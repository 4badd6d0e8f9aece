//! Body locations, their slot capacities and the fixed system components
//! that occupy them.

use std::fmt;

use serde::{Deserialize, Serialize};

/// One of the eight fixed body locations.
#[derive(Debug, Clone, Copy, PartialEq, Eq, PartialOrd, Ord, Hash, Serialize, Deserialize)]
pub enum MechLocation {
    /// Head.
    Head,
    /// Center torso.
    CenterTorso,
    /// Left torso.
    LeftTorso,
    /// Right torso.
    RightTorso,
    /// Left arm.
    LeftArm,
    /// Right arm.
    RightArm,
    /// Left leg.
    LeftLeg,
    /// Right leg.
    RightLeg,
}

/// Total critical slots across all locations.
pub const TOTAL_SLOTS: u8 = 78;

impl MechLocation {
    /// All locations in record-sheet order.
    pub const ALL: [MechLocation; 8] = [
        MechLocation::Head,
        MechLocation::CenterTorso,
        MechLocation::LeftTorso,
        MechLocation::RightTorso,
        MechLocation::LeftArm,
        MechLocation::RightArm,
        MechLocation::LeftLeg,
        MechLocation::RightLeg,
    ];

    /// Fixed critical-slot capacity of this location.
    #[must_use]
    pub const fn slot_capacity(self) -> u8 {
        match self {
            MechLocation::Head | MechLocation::LeftLeg | MechLocation::RightLeg => 6,
            _ => 12,
        }
    }

    /// Whether this is one of the three torso locations.
    #[must_use]
    pub const fn is_torso(self) -> bool {
        matches!(
            self,
            MechLocation::CenterTorso | MechLocation::LeftTorso | MechLocation::RightTorso
        )
    }

    /// Whether this is the left or right torso.
    #[must_use]
    pub const fn is_side_torso(self) -> bool {
        matches!(self, MechLocation::LeftTorso | MechLocation::RightTorso)
    }

    /// Whether this is an arm.
    #[must_use]
    pub const fn is_arm(self) -> bool {
        matches!(self, MechLocation::LeftArm | MechLocation::RightArm)
    }

    /// Whether this is a leg.
    #[must_use]
    pub const fn is_leg(self) -> bool {
        matches!(self, MechLocation::LeftLeg | MechLocation::RightLeg)
    }

    /// Whether this location can carry rear-facing armor.
    #[must_use]
    pub const fn has_rear_armor(self) -> bool {
        self.is_torso()
    }

    /// Torso this location transfers damage into, if any.
    ///
    /// Head and center torso are terminal.
    #[must_use]
    pub const fn transfers_to(self) -> Option<MechLocation> {
        match self {
            MechLocation::LeftArm | MechLocation::LeftLeg => Some(MechLocation::LeftTorso),
            MechLocation::RightArm | MechLocation::RightLeg => Some(MechLocation::RightTorso),
            MechLocation::LeftTorso | MechLocation::RightTorso => Some(MechLocation::CenterTorso),
            MechLocation::Head | MechLocation::CenterTorso => None,
        }
    }

    /// Whether two locations are adjacent for split equipment.
    ///
    /// Adjacency follows the damage-transfer graph in both directions.
    #[must_use]
    pub fn is_adjacent_to(self, other: MechLocation) -> bool {
        self.transfers_to() == Some(other) || other.transfers_to() == Some(self)
    }

    /// Short record-sheet abbreviation.
    #[must_use]
    pub const fn abbreviation(self) -> &'static str {
        match self {
            MechLocation::Head => "HD",
            MechLocation::CenterTorso => "CT",
            MechLocation::LeftTorso => "LT",
            MechLocation::RightTorso => "RT",
            MechLocation::LeftArm => "LA",
            MechLocation::RightArm => "RA",
            MechLocation::LeftLeg => "LL",
            MechLocation::RightLeg => "RL",
        }
    }
}

impl fmt::Display for MechLocation {
    fn fmt(&self, f: &mut fmt::Formatter<'_>) -> fmt::Result {
        let name = match self {
            MechLocation::Head => "Head",
            MechLocation::CenterTorso => "Center Torso",
            MechLocation::LeftTorso => "Left Torso",
            MechLocation::RightTorso => "Right Torso",
            MechLocation::LeftArm => "Left Arm",
            MechLocation::RightArm => "Right Arm",
            MechLocation::LeftLeg => "Left Leg",
            MechLocation::RightLeg => "Right Leg",
        };
        f.write_str(name)
    }
}

/// Non-movable system components with fixed slot positions.
#[derive(Debug, Clone, Copy, PartialEq, Eq, Hash, Serialize, Deserialize)]
pub enum SystemComponent {
    /// Life support.
    LifeSupport,
    /// Sensors.
    Sensors,
    /// Cockpit.
    Cockpit,
    /// Shoulder joint.
    Shoulder,
    /// Upper arm actuator.
    UpperArmActuator,
    /// Lower arm actuator (optional).
    LowerArmActuator,
    /// Hand actuator (optional).
    HandActuator,
    /// Hip joint.
    Hip,
    /// Upper leg actuator.
    UpperLegActuator,
    /// Lower leg actuator.
    LowerLegActuator,
    /// Foot actuator.
    FootActuator,
}

/// A system component pinned to a slot range.
#[derive(Debug, Clone, Copy, PartialEq, Eq, Serialize, Deserialize)]
pub struct FixedSlotAllocation {
    /// The component.
    pub component: SystemComponent,
    /// Where it lives.
    pub location: MechLocation,
    /// First slot index (zero based).
    pub first_slot: u8,
    /// Number of consecutive slots.
    pub slot_count: u8,
    /// Whether the component can be removed.
    pub required: bool,
}

impl FixedSlotAllocation {
    const fn new(
        component: SystemComponent,
        location: MechLocation,
        first_slot: u8,
        required: bool,
    ) -> Self {
        Self {
            component,
            location,
            first_slot,
            slot_count: 1,
            required,
        }
    }
}

/// Optional actuator configuration for one arm.
#[derive(Debug, Clone, Copy, PartialEq, Eq, Serialize, Deserialize)]
pub struct ArmActuators {
    /// Lower arm actuator installed.
    pub lower_arm: bool,
    /// Hand actuator installed.
    pub hand: bool,
}

impl Default for ArmActuators {
    fn default() -> Self {
        Self {
            lower_arm: true,
            hand: true,
        }
    }
}

impl ArmActuators {
    /// Arm with only shoulder and upper arm.
    pub const BARE: Self = Self {
        lower_arm: false,
        hand: false,
    };

    /// A hand actuator without a lower arm actuator is not a legal arm.
    #[must_use]
    pub const fn is_consistent(self) -> bool {
        self.lower_arm || !self.hand
    }
}

/// Fixed actuator placements for a limb given its optional actuators.
///
/// Head and torso locations return an empty list; their system slots depend
/// on the selected cockpit, engine and gyro.
#[must_use]
pub fn actuator_allocations(location: MechLocation, arm: ArmActuators) -> Vec<FixedSlotAllocation> {
    use SystemComponent as C;
    match location {
        MechLocation::LeftArm | MechLocation::RightArm => {
            let mut slots = vec![
                FixedSlotAllocation::new(C::Shoulder, location, 0, true),
                FixedSlotAllocation::new(C::UpperArmActuator, location, 1, true),
            ];
            if arm.lower_arm {
                slots.push(FixedSlotAllocation::new(C::LowerArmActuator, location, 2, false));
            }
            if arm.hand {
                slots.push(FixedSlotAllocation::new(C::HandActuator, location, 3, false));
            }
            slots
        }
        MechLocation::LeftLeg | MechLocation::RightLeg => vec![
            FixedSlotAllocation::new(C::Hip, location, 0, true),
            FixedSlotAllocation::new(C::UpperLegActuator, location, 1, true),
            FixedSlotAllocation::new(C::LowerLegActuator, location, 2, true),
            FixedSlotAllocation::new(C::FootActuator, location, 3, true),
        ],
        _ => Vec::new(),
    }
}

/// Internal structure points per location, indexed by tonnage.
///
/// Columns: center torso, side torso, arm, leg. Head is always 3.
const STRUCTURE_TABLE: [(u32, [u16; 4]); 17] = [
    (20, [6, 5, 3, 4]),
    (25, [8, 6, 4, 6]),
    (30, [10, 7, 5, 7]),
    (35, [11, 8, 6, 8]),
    (40, [12, 10, 6, 10]),
    (45, [14, 11, 7, 11]),
    (50, [16, 12, 8, 12]),
    (55, [18, 13, 9, 13]),
    (60, [20, 14, 10, 14]),
    (65, [21, 15, 10, 15]),
    (70, [22, 15, 11, 15]),
    (75, [23, 16, 12, 16]),
    (80, [25, 17, 13, 17]),
    (85, [27, 18, 14, 18]),
    (90, [29, 19, 15, 19]),
    (95, [30, 20, 16, 20]),
    (100, [31, 21, 17, 21]),
];

/// Head structure points for every tonnage.
pub const HEAD_STRUCTURE: u16 = 3;

/// Maximum armor on the head regardless of structure.
pub const HEAD_ARMOR_MAX: u16 = 9;

/// Internal structure points of a location, or `None` for an illegal tonnage.
#[must_use]
pub fn structure_points(tonnage: u32, location: MechLocation) -> Option<u16> {
    let (_, row) = STRUCTURE_TABLE.iter().find(|(t, _)| *t == tonnage)?;
    Some(match location {
        MechLocation::Head => HEAD_STRUCTURE,
        MechLocation::CenterTorso => row[0],
        MechLocation::LeftTorso | MechLocation::RightTorso => row[1],
        MechLocation::LeftArm | MechLocation::RightArm => row[2],
        MechLocation::LeftLeg | MechLocation::RightLeg => row[3],
    })
}

/// Total internal structure points across all locations.
#[must_use]
pub fn total_structure_points(tonnage: u32) -> Option<u32> {
    MechLocation::ALL
        .iter()
        .map(|loc| structure_points(tonnage, *loc).map(u32::from))
        .sum()
}

/// Maximum armor points a location may carry (front plus rear).
#[must_use]
pub fn max_armor_points(tonnage: u32, location: MechLocation) -> Option<u16> {
    match location {
        MechLocation::Head => Some(HEAD_ARMOR_MAX),
        _ => structure_points(tonnage, location).map(|points| points * 2),
    }
}

#[cfg(test)]
mod tests {
    use super::*;

    #[test]
    fn test_total_capacity() {
        let total: u32 = MechLocation::ALL
            .iter()
            .map(|l| u32::from(l.slot_capacity()))
            .sum();
        assert_eq!(total, u32::from(TOTAL_SLOTS));
    }

    #[test]
    fn test_transfer_graph() {
        assert_eq!(MechLocation::LeftArm.transfers_to(), Some(MechLocation::LeftTorso));
        assert_eq!(MechLocation::RightLeg.transfers_to(), Some(MechLocation::RightTorso));
        assert_eq!(MechLocation::LeftTorso.transfers_to(), Some(MechLocation::CenterTorso));
        assert_eq!(MechLocation::Head.transfers_to(), None);
        assert_eq!(MechLocation::CenterTorso.transfers_to(), None);
    }

    #[test]
    fn test_adjacency() {
        assert!(MechLocation::LeftArm.is_adjacent_to(MechLocation::LeftTorso));
        assert!(MechLocation::CenterTorso.is_adjacent_to(MechLocation::RightTorso));
        assert!(!MechLocation::LeftArm.is_adjacent_to(MechLocation::RightTorso));
        assert!(!MechLocation::Head.is_adjacent_to(MechLocation::CenterTorso));
    }

    #[test]
    fn test_structure_points() {
        assert_eq!(structure_points(50, MechLocation::CenterTorso), Some(16));
        assert_eq!(structure_points(50, MechLocation::Head), Some(3));
        assert_eq!(structure_points(100, MechLocation::LeftLeg), Some(21));
        assert_eq!(structure_points(52, MechLocation::Head), None);
        assert_eq!(total_structure_points(50), Some(83));
    }

    #[test]
    fn test_max_armor() {
        assert_eq!(max_armor_points(50, MechLocation::Head), Some(9));
        assert_eq!(max_armor_points(50, MechLocation::CenterTorso), Some(32));
    }

    #[test]
    fn test_arm_actuators() {
        let full = actuator_allocations(MechLocation::LeftArm, ArmActuators::default());
        assert_eq!(full.len(), 4);
        let bare = actuator_allocations(MechLocation::LeftArm, ArmActuators::BARE);
        assert_eq!(bare.len(), 2);
        assert!(bare.iter().all(|a| a.required));
        assert_eq!(actuator_allocations(MechLocation::LeftLeg, ArmActuators::BARE).len(), 4);
        assert!(!ArmActuators { lower_arm: false, hand: true }.is_consistent());
    }
}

+---+

- **The problem**:
Please reproduce, exactly as they appear above, the lines from the line containing "slots across all locations." up to and including the line containing "torso are terminal.".

- **Answer section**:
/// Total critical slots across all locations.
pub const TOTAL_SLOTS: u8 = 78;

impl MechLocation {
    /// All locations in record-sheet order.
    pub const ALL: [MechLocation; 8] = [
        MechLocation::Head,
        MechLocation::CenterTorso,
        MechLocation::LeftTorso,
        MechLocation::RightTorso,
        MechLocation::LeftArm,
        MechLocation::RightArm,
        MechLocation::LeftLeg,
        MechLocation::RightLeg,
    ];

    /// Fixed critical-slot capacity of this location.
    #[must_use]
    pub const fn slot_capacity(self) -> u8 {
        match self {
            MechLocation::Head | MechLocation::LeftLeg | MechLocation::RightLeg => 6,
            _ => 12,
        }
    }

    /// Whether this is one of the three torso locations.
    #[must_use]
    pub const fn is_torso(self) -> bool {
        matches!(
            self,
            MechLocation::CenterTorso | MechLocation::LeftTorso | MechLocation::RightTorso
        )
    }

    /// Whether this is the left or right torso.
    #[must_use]
    pub const fn is_side_torso(self) -> bool {
        matches!(self, MechLocation::LeftTorso | MechLocation::RightTorso)
    }

    /// Whether this is an arm.
    #[must_use]
    pub const fn is_arm(self) -> bool {
        matches!(self, MechLocation::LeftArm | MechLocation::RightArm)
    }

    /// Whether this is a leg.
    #[must_use]
    pub const fn is_leg(self) -> bool {
        matches!(self, MechLocation::LeftLeg | MechLocation::RightLeg)
    }

    /// Whether this location can carry rear-facing armor.
    #[must_use]
    pub const fn has_rear_armor(self) -> bool {
        self.is_torso()
    }

    /// Torso this location transfers damage into, if any.
    ///
    /// Head and center torso are terminal.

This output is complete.